• Required work
Print the lines in the listing below that fall between the line with "assert_eq!(event.channel_id(), 1);" and the line with "assert!(!off.is_trigger());", those two lines included, exactly as they stand and with nothing else.

• Exercise material
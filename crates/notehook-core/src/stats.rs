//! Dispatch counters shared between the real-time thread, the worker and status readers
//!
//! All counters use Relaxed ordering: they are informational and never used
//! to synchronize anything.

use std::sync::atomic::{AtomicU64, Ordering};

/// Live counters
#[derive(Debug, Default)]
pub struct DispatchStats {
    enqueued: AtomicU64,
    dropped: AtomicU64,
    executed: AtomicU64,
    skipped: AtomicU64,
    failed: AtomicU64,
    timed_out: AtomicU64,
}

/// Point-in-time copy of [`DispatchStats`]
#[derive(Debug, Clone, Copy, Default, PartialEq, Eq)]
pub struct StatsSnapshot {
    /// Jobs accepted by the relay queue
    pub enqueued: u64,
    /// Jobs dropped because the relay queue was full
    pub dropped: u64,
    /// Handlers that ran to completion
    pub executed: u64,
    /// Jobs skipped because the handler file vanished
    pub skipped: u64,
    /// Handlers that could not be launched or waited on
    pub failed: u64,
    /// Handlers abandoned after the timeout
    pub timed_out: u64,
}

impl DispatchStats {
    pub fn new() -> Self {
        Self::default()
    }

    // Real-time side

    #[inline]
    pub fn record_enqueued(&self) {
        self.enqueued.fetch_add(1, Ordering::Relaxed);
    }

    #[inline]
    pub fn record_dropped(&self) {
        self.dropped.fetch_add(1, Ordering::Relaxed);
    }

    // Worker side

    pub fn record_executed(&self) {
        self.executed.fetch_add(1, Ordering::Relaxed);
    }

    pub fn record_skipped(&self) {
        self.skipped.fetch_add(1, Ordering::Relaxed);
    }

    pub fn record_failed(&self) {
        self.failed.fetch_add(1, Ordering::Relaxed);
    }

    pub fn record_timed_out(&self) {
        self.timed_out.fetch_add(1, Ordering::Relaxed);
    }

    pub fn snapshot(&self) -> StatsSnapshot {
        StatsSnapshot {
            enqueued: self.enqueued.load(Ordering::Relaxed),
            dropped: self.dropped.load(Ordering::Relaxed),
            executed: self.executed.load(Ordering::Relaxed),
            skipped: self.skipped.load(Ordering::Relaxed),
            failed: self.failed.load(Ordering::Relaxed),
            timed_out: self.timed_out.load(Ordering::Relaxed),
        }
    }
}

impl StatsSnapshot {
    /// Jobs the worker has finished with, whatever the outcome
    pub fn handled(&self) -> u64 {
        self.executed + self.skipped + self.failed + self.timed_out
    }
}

* * *

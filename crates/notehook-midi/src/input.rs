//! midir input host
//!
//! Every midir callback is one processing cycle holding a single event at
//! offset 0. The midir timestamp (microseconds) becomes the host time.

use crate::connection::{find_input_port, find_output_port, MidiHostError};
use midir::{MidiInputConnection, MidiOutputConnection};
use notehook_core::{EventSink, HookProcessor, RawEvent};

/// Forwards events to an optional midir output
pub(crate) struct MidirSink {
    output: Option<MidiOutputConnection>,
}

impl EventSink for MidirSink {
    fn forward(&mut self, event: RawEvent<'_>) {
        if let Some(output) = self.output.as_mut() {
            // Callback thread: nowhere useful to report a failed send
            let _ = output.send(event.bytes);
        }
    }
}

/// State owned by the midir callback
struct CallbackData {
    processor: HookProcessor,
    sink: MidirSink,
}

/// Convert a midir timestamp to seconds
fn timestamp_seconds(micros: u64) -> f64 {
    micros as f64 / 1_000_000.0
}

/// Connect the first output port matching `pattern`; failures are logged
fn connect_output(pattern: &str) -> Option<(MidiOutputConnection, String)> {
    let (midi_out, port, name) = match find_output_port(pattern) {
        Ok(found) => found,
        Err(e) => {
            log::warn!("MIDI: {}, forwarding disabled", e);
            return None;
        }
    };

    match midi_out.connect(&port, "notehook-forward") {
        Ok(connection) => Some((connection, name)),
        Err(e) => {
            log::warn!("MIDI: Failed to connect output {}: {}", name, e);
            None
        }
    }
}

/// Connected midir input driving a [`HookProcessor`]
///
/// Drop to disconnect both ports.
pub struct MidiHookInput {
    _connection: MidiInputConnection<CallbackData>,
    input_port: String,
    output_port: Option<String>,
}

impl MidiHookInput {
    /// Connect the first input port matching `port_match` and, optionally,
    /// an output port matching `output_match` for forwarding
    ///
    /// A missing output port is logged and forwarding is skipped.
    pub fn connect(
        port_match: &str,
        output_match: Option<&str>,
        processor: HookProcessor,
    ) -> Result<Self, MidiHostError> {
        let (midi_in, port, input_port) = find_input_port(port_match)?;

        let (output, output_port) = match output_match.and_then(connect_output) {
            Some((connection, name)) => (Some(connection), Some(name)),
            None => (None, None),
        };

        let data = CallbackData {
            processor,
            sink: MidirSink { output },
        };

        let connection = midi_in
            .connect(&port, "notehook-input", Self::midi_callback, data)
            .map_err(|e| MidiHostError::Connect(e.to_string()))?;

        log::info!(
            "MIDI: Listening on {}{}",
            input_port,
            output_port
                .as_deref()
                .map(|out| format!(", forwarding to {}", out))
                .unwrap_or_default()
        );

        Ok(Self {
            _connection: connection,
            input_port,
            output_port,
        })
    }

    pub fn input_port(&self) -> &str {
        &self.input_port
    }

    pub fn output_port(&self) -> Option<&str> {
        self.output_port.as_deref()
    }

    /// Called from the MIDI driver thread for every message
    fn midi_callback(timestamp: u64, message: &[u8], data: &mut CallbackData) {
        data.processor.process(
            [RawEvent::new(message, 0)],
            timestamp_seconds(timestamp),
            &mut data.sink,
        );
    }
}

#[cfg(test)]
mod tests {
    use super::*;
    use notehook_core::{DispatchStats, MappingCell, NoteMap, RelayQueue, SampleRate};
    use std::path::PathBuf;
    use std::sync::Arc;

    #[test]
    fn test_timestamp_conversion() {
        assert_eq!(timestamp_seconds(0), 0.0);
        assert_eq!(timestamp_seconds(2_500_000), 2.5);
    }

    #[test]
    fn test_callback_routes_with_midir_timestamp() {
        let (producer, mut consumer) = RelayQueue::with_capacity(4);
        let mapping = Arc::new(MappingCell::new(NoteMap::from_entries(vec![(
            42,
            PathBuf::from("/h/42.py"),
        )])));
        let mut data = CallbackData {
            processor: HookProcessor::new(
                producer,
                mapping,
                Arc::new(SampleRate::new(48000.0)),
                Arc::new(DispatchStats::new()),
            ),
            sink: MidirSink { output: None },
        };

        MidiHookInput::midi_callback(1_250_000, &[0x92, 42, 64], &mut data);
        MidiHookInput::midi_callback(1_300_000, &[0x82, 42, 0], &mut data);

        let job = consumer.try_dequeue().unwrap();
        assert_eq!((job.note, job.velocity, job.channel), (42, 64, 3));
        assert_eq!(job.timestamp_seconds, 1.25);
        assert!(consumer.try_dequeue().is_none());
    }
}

--

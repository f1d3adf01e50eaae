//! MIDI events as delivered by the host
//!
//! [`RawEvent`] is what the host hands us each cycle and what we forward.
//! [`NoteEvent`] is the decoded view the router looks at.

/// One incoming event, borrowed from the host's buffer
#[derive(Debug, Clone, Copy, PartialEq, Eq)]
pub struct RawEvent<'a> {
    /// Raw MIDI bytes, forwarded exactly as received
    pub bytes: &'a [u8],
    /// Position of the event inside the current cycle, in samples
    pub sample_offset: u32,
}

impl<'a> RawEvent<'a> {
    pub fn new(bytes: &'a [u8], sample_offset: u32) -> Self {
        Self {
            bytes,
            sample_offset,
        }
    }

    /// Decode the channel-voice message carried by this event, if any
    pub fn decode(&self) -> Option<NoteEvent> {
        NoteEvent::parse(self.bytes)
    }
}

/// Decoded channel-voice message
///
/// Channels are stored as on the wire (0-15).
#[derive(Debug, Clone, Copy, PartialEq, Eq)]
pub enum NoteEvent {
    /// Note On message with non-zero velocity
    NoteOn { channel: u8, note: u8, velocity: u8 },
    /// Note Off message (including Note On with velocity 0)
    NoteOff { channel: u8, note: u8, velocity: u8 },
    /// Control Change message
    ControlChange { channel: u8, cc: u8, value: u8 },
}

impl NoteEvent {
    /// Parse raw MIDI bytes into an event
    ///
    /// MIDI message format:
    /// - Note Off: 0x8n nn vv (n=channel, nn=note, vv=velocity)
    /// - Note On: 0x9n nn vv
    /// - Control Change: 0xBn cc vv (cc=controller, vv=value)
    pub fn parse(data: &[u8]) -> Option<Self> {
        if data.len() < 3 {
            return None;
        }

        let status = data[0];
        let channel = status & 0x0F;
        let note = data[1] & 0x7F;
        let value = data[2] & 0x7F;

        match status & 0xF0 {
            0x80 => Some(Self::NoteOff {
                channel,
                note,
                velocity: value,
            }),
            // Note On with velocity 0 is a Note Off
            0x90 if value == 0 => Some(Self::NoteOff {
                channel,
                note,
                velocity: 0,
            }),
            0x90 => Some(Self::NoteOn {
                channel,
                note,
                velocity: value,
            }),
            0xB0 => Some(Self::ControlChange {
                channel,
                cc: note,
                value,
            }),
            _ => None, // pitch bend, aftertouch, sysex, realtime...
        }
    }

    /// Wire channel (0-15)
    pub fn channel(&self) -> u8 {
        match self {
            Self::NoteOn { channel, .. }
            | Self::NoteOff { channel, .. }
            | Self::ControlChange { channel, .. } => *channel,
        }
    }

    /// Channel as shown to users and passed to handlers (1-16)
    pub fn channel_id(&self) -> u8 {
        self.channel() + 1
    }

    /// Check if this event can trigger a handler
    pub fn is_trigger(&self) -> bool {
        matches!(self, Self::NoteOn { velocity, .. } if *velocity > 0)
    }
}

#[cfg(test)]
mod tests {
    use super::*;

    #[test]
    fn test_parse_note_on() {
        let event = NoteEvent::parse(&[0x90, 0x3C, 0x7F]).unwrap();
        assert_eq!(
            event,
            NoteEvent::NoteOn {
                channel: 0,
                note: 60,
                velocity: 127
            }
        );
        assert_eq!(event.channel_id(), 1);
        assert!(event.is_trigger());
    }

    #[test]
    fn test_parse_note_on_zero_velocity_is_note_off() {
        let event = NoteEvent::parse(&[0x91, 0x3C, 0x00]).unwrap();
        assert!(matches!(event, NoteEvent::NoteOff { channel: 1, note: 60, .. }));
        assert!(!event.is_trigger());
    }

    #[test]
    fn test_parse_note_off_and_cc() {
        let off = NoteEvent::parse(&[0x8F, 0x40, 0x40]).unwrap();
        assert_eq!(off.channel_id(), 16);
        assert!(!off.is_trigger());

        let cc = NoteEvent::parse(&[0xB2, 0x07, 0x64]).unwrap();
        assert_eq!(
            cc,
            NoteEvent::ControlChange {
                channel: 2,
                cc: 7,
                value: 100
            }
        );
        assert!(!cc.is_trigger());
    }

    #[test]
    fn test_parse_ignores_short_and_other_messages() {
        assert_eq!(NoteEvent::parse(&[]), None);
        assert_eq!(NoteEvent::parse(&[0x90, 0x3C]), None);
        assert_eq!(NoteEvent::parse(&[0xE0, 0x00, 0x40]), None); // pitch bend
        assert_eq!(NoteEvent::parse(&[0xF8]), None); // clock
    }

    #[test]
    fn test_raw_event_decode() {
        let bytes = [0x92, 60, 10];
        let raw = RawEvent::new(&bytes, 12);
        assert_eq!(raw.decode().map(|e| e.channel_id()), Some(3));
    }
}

• Reply
        assert_eq!(event.channel_id(), 1);
        assert!(event.is_trigger());
    }

    #[test]
    fn test_parse_note_on_zero_velocity_is_note_off() {
        let event = NoteEvent::parse(&[0x91, 0x3C, 0x00]).unwrap();
        assert!(matches!(event, NoteEvent::NoteOff { channel: 1, note: 60, .. }));
        assert!(!event.is_trigger());
    }

    #[test]
    fn test_parse_note_off_and_cc() {
        let off = NoteEvent::parse(&[0x8F, 0x40, 0x40]).unwrap();
        assert_eq!(off.channel_id(), 16);
        assert!(!off.is_trigger());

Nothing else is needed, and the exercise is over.